- EXERCISE DIRECTIONS
In the entries below, find each line with the word "that" and return it.

RECORDS PROVIDED below:

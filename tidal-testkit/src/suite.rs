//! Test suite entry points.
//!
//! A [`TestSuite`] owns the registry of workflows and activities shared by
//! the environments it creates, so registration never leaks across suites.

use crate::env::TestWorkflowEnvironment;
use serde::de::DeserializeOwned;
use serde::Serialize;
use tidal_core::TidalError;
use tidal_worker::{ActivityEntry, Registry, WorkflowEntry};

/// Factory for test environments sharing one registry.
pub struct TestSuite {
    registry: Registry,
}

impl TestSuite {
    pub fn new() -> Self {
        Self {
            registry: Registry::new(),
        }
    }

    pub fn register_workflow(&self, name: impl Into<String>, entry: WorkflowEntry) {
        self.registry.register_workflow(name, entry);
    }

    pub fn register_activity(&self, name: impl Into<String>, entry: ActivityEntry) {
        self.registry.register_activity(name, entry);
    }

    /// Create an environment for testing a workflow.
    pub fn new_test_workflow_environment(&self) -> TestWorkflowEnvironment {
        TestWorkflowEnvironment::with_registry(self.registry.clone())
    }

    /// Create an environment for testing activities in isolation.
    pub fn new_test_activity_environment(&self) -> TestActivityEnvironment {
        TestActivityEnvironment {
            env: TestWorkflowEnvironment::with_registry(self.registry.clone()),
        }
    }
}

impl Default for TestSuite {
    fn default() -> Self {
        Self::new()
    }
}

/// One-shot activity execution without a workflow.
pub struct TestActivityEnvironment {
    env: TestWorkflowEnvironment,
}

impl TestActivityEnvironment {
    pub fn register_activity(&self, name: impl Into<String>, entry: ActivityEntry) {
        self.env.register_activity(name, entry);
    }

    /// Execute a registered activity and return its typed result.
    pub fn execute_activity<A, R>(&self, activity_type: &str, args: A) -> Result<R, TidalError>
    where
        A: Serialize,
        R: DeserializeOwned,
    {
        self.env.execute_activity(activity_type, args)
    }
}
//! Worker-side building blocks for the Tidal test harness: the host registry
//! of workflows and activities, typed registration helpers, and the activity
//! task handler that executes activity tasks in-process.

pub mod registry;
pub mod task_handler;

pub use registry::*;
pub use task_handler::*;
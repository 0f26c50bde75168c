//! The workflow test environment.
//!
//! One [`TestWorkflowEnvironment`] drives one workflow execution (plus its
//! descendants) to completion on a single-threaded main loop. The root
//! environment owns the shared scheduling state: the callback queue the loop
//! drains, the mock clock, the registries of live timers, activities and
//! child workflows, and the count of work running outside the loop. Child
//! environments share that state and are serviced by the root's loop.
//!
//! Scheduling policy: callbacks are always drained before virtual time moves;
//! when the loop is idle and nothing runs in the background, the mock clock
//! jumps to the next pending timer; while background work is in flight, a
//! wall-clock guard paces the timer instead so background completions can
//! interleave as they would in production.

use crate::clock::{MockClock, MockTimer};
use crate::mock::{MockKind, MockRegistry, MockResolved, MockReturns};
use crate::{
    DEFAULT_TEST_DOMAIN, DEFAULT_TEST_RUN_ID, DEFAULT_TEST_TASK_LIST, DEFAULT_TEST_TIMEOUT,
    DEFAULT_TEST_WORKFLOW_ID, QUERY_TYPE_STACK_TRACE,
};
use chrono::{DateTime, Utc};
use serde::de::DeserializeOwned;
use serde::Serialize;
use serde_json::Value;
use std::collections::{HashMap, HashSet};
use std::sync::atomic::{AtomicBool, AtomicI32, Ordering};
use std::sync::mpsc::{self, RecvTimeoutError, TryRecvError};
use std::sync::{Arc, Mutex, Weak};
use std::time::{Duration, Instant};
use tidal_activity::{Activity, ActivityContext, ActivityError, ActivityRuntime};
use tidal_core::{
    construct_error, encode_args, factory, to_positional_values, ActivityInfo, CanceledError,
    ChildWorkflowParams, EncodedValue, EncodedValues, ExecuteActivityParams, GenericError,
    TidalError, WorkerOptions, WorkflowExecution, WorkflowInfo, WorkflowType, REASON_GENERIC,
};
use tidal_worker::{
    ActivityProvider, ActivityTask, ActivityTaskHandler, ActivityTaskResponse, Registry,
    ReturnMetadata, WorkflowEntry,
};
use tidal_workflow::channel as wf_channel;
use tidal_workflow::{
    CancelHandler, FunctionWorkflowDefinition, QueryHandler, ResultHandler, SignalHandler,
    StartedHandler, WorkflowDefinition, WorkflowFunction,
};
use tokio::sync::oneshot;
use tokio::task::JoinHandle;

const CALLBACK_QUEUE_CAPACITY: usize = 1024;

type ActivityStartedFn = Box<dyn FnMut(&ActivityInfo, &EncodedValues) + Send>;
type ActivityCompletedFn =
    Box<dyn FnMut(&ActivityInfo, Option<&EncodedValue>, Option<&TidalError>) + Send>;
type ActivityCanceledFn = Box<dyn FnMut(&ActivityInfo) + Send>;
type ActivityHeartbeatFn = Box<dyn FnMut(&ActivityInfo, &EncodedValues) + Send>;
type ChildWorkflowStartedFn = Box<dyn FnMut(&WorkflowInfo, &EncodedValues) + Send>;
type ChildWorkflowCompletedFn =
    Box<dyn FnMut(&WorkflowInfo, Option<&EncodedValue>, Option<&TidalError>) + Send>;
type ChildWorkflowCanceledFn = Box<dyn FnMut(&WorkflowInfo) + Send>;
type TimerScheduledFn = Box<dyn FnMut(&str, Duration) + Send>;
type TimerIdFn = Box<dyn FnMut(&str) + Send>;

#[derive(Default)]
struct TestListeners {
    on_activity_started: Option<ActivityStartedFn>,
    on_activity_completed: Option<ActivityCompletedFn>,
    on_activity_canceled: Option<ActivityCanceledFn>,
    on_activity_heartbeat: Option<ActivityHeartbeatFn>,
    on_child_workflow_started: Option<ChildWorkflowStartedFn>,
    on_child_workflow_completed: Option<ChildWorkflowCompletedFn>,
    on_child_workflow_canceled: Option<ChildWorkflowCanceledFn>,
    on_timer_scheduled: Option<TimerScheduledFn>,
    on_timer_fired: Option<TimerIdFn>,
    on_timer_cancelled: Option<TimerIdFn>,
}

End of RECORDS PROVIDED.

- SOLUTION
//! task handler that executes activity tasks in-process.
//! environments share that state and are serviced by the root's loop.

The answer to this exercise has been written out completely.